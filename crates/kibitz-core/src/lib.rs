//! Chess rules and state core: board, piece movement, move tokens, and position notation.

mod board;
mod castle_rights;
mod color;
mod error;
mod fen;
mod game_state;
mod move_token;
mod piece;
mod piece_kind;
mod square;

pub use board::{Board, PrettyBoard};
pub use castle_rights::{CastleRights, CastleSide};
pub use color::Color;
pub use error::{BoardError, DecodeError, FenError, MoveRejection};
pub use fen::STARTING_FEN;
pub use game_state::{ClockPolicy, GameState};
pub use move_token::{MoveToken, NO_MOVE, NULL_MOVE, is_no_move};
pub use piece::{Piece, PieceId};
pub use piece_kind::PieceKind;
pub use square::Square;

---+---

## Exercise prompt
Copy out, from the listing above, every line that contains the word "core".

## Worked solution
filename crates/kibitz-core/src/lib.rs
//! Chess rules and state core: board, piece movement, move tokens, and position notation.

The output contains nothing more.